Dopo i sette tentativi del servo, dalla cima del Carmelo, il profeta Elia, con il prodigio della nuvoletta, che simile ad una mano d’uomo sale dal mare, assiste all’arrivo della pioggia e alla fine della siccità (1Re 18,41-45). Quindi manda il servo ad avvertire Acab di tornare presto a casa sua perché «non ti trattenga la pioggia» (cfr. 18,44).
La figura di Elia è molto ricca: in lui ombre e luci, negativo e positivo sono evidenti e si scontrano in continuazione. La luce e l’aspetto positivo emergono quando meno lo si aspetti. Elia, che si era mostrato violento, dovrebbe godere della morte di Acab, invece lo salva dall’annegamento. In Elia, profeta violento, si rivela la misericordia di Dio e il suo volto compassionevole. Ha vinto la sfida sui profeti di Baal; ha assistito all’arrivo della pioggia, potrebbe, perciò, ritenersi orgoglioso del successo della sua azione.

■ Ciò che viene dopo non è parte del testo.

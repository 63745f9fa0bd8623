// SPDX-License-Identifier: MIT OR Apache-2.0

//! Board layout generation
//!
//! Turns a [`BoardKind`] into screen geometry: node coordinates, the edges
//! drawn between them, star point markers, display metrics and the per-kind
//! drawing style. Layouts are immutable; switching boards means building a
//! new one.

use serde::{Deserialize, Serialize};

use crate::palette;
use crate::surface::{Point, Rgba};
use crate::LayoutError;

/// Index of a node in [`Layout::nodes`]
pub type NodeIndex = usize;

/// Grid windows are never narrower than this, leaving room for status text
pub const MIN_GRID_WINDOW_WIDTH: u32 = 600;
/// Height of the band under the grid reserved for status text
pub const STATUS_BAND_HEIGHT: u32 = 80;
/// Gap between the last grid row and the first status line
pub const STATUS_GAP: u32 = 30;
/// Horizontal padding on each side of the status text
pub const STATUS_PADDING: f32 = 20.0;
pub const STATUS_FONT_SIZE: f32 = 20.0;

const FIXED_WINDOW_WIDTH: u32 = 700;
const FIXED_WINDOW_HEIGHT: u32 = 750;
const FIXED_STATUS_Y: f32 = 660.0;
const FIXED_PIECE_RADIUS: f32 = 20.0;
const FIXED_HIT_RADIUS: f32 = 25.0;

const GRID_PIECE_RATIO: f32 = 0.43;
const GRID_HIT_RATIO: f32 = 0.45;

/// Screen positions of the 24-point board: outer, middle and inner squares
#[rustfmt::skip]
const FIXED_POSITIONS: [(f32, f32); 24] = [
    (100.0, 100.0), (350.0, 100.0), (600.0, 100.0),
    (183.0, 183.0), (350.0, 183.0), (517.0, 183.0),
    (267.0, 267.0), (350.0, 267.0), (433.0, 267.0),
    (100.0, 350.0), (183.0, 350.0), (267.0, 350.0),
    (433.0, 350.0), (517.0, 350.0), (600.0, 350.0),
    (267.0, 433.0), (350.0, 433.0), (433.0, 433.0),
    (183.0, 517.0), (350.0, 517.0), (517.0, 517.0),
    (100.0, 600.0), (350.0, 600.0), (600.0, 600.0),
];

#[rustfmt::skip]
const FIXED_EDGES: [(NodeIndex, NodeIndex); 32] = [
    // outer square
    (0, 1), (1, 2), (2, 14), (14, 23), (23, 22), (22, 21), (21, 9), (9, 0),
    // middle square
    (3, 4), (4, 5), (5, 13), (13, 20), (20, 19), (19, 18), (18, 10), (10, 3),
    // inner square
    (6, 7), (7, 8), (8, 12), (12, 17), (17, 16), (16, 15), (15, 11), (11, 6),
    // connectors
    (1, 4), (4, 7), (12, 13), (13, 14), (16, 19), (19, 22), (9, 10), (10, 11),
];

/// Side length of a square grid board, always at least 1
#[derive(Debug, Clone, Copy, PartialEq, Eq, Hash, Serialize, Deserialize)]
#[serde(try_from = "usize", into = "usize")]
pub struct GridSize(usize);

impl GridSize {
    pub const NINE: GridSize = GridSize(9);
    pub const THIRTEEN: GridSize = GridSize(13);
    pub const NINETEEN: GridSize = GridSize(19);

    pub fn new(size: usize) -> Result<Self, LayoutError> {
        if size == 0 {
            return Err(LayoutError::InvalidGridSize(size));
        }
        Ok(Self(size))
    }

    /// Narrow any integer into the valid range
    pub fn clamped(size: i64) -> Self {
        Self(size.max(1) as usize)
    }

    pub fn get(&self) -> usize {
        self.0
    }

    /// Pixel spacing between grid lines; larger boards get tighter cells
    pub fn cell_size(&self) -> u32 {
        match self.0 {
            0..=9 => 60,
            10..=13 => 45,
            _ => 34,
        }
    }
}

impl TryFrom<usize> for GridSize {
    type Error = LayoutError;

    fn try_from(size: usize) -> Result<Self, Self::Error> {
        GridSize::new(size)
    }
}

impl From<GridSize> for usize {
    fn from(size: GridSize) -> Self {
        size.0
    }
}

/// Which board a layout describes
#[derive(Debug, Clone, Copy, PartialEq, Eq, Hash, Serialize, Deserialize)]
#[serde(rename_all = "snake_case")]
pub enum BoardKind {
    /// The 24-point three-nested-squares board (Nine Men's Morris)
    FixedTopology,
    /// A size x size orthogonal lattice (Go)
    Grid(GridSize),
}

/// An undirected connection drawn between two nodes
#[derive(Debug, Clone, Copy, PartialEq, Eq, Hash)]
pub struct Edge {
    pub a: NodeIndex,
    pub b: NodeIndex,
}

impl Edge {
    pub const fn new(a: NodeIndex, b: NodeIndex) -> Self {
        Self { a, b }
    }
}

/// Sizes derived from the board kind
#[derive(Debug, Clone, Copy, PartialEq)]
pub struct DisplayMetrics {
    pub piece_radius: f32,
    pub hit_radius: f32,
    pub window_width: u32,
    pub window_height: u32,
    /// Top-left of the first status line
    pub status_anchor: Point,
    pub status_font_size: f32,
}

impl DisplayMetrics {
    /// Vertical distance between wrapped status lines
    pub fn status_line_height(&self) -> f32 {
        self.status_font_size + 4.0
    }
}

/// Decoration drawn on top of the edges every frame
#[derive(Debug, Clone, Copy, PartialEq)]
pub enum NodeDecoration {
    /// A dot on every node
    EveryNode { radius: f32, color: Rgba },
    /// A dot on every marker (star point) only
    Markers { radius: f32, color: Rgba },
}

/// Per-kind drawing parameters, resolved once when the layout is built
#[derive(Debug, Clone, Copy, PartialEq)]
pub struct BoardStyle {
    pub background: Rgba,
    pub edge_thickness: f32,
    pub edge_color: Rgba,
    pub decoration: NodeDecoration,
}

impl BoardStyle {
    fn fixed() -> Self {
        Self {
            background: palette::FIXED_BACKGROUND,
            edge_thickness: 3.0,
            edge_color: palette::DARK_GRAY,
            decoration: NodeDecoration::EveryNode { radius: 6.0, color: palette::FIXED_DOT },
        }
    }

    fn grid() -> Self {
        Self {
            background: palette::GRID_BACKGROUND,
            edge_thickness: 1.5,
            edge_color: palette::BLACK,
            decoration: NodeDecoration::Markers { radius: 4.0, color: palette::BLACK },
        }
    }
}

/// Complete screen geometry for one board session
#[derive(Debug, Clone, PartialEq)]
pub struct Layout {
    kind: BoardKind,
    nodes: Vec<Point>,
    edges: Vec<Edge>,
    markers: Vec<NodeIndex>,
    metrics: DisplayMetrics,
    style: BoardStyle,
}

impl Layout {
    /// Build the layout for any board kind
    pub fn for_kind(kind: BoardKind) -> Self {
        match kind {
            BoardKind::FixedTopology => build_fixed_layout(),
            BoardKind::Grid(size) => build_grid_layout(size),
        }
    }

    pub fn kind(&self) -> BoardKind {
        self.kind
    }

    /// Node coordinates, indexed by [`NodeIndex`]
    pub fn nodes(&self) -> &[Point] {
        &self.nodes
    }

    pub fn node_count(&self) -> usize {
        self.nodes.len()
    }

    pub fn edges(&self) -> &[Edge] {
        &self.edges
    }

    /// Star point node indices, in row-major order
    pub fn markers(&self) -> &[NodeIndex] {
        &self.markers
    }

    pub fn metrics(&self) -> &DisplayMetrics {
        &self.metrics
    }

    pub fn style(&self) -> &BoardStyle {
        &self.style
    }

    /// Coordinate of `node`.
    ///
    /// # Panics
    ///
    /// Panics if `node` is not a valid index for this layout.
    pub fn position(&self, node: NodeIndex) -> Point {
        assert!(
            node < self.nodes.len(),
            "node index {} out of range for a {}-node board",
            node,
            self.nodes.len()
        );
        self.nodes[node]
    }
}

/// Layout for the fixed 24-point board
pub fn build_fixed_layout() -> Layout {
    let nodes = FIXED_POSITIONS.iter().map(|&(x, y)| Point::new(x, y)).collect();
    let edges = FIXED_EDGES.iter().map(|&(a, b)| Edge::new(a, b)).collect();

    Layout {
        kind: BoardKind::FixedTopology,
        nodes,
        edges,
        markers: Vec::new(),
        metrics: DisplayMetrics {
            piece_radius: FIXED_PIECE_RADIUS,
            hit_radius: FIXED_HIT_RADIUS,
            window_width: FIXED_WINDOW_WIDTH,
            window_height: FIXED_WINDOW_HEIGHT,
            status_anchor: Point::new(STATUS_PADDING, FIXED_STATUS_Y),
            status_font_size: STATUS_FONT_SIZE,
        },
        style: BoardStyle::fixed(),
    }
}

/// Layout for a `size` x `size` grid board
pub fn build_grid_layout(size: GridSize) -> Layout {
    let n = size.get();
    let cell = size.cell_size();
    let margin = cell + 10;
    let extent = (n as u32 - 1) * cell;

    let natural_width = extent + margin * 2;
    let window_width = natural_width.max(MIN_GRID_WINDOW_WIDTH);
    let window_height = margin + extent + STATUS_BAND_HEIGHT;
    let offset_x = (window_width - natural_width) as f32 / 2.0;

    let mut nodes = Vec::with_capacity(n * n);
    let mut markers = Vec::new();
    for row in 0..n {
        for col in 0..n {
            let x = offset_x + (margin + col as u32 * cell) as f32;
            let y = (margin + row as u32 * cell) as f32;
            nodes.push(Point::new(x, y));

            if is_star_point(row, col, n) {
                markers.push(row * n + col);
            }
        }
    }

    let mut edges = Vec::with_capacity(2 * n * (n - 1));
    for row in 0..n {
        for col in 0..n {
            let pos = row * n + col;
            if col + 1 < n {
                edges.push(Edge::new(pos, pos + 1));
            }
            if row + 1 < n {
                edges.push(Edge::new(pos, pos + n));
            }
        }
    }

    let cell = cell as f32;
    Layout {
        kind: BoardKind::Grid(size),
        nodes,
        edges,
        markers,
        metrics: DisplayMetrics {
            piece_radius: cell * GRID_PIECE_RATIO,
            hit_radius: cell * GRID_HIT_RATIO,
            window_width,
            window_height,
            status_anchor: Point::new(STATUS_PADDING, (margin + extent + STATUS_GAP) as f32),
            status_font_size: STATUS_FONT_SIZE,
        },
        style: BoardStyle::grid(),
    }
}

/// Star points (hoshi) for the conventional board sizes.
///
/// Other sizes have none.
pub fn is_star_point(row: usize, col: usize, size: usize) -> bool {
    match size {
        9 => ((row == 2 || row == 6) && (col == 2 || col == 6)) || (row == 4 && col == 4),
        13 => matches!(row, 3 | 6 | 9) && matches!(col, 3 | 6 | 9),
        19 => matches!(row, 3 | 9 | 15) && matches!(col, 3 | 9 | 15),
        _ => false,
    }
}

Dio, invece, lo prepara al vero successo quello dell’incontro con lui, ma facendolo passare per vie tortuose. Gezabele e Acab anziché riconoscerlo un grande profeta, vogliono ucciderlo provocandone la fuga. Una fuga benedetta che culminerà nel dono dell’esperienza inedita di Dio.
Nel momento in cui tocca fino in fondo la propria debolezza da invocare la morte: “E ora basta!” sperimenta che Dio è con lui, non nell’attivismo o nel chiasso ma “nel silenzio svuotato”. Svuotato da ogni interferenza! A partire dal proprio protagonismo.

PER LA RIFLESSIONE PERSONALE

– Prega il Salmo 115,1-12 e rifletti sulle azioni dei profeti di Baal e sui gesti sobri di Elia. Quale la differenza tra religione (anche i pagani sono religiosi!) e la fede biblica? Quale la differenza tra i riti religiosi e la preghiera cristiana?
– Lo zelo di Elia è sincero ma è intriso di protagonismo. Il Primo Maestro con saggezza nelle scelte che facciamo ci invitava a domandarci: «Questo è necessario? ho retta intenzione? lo faremmo se fossimo in punto di morte? Se le risposte erano affermative, ci si fidava di Dio» (AD 165).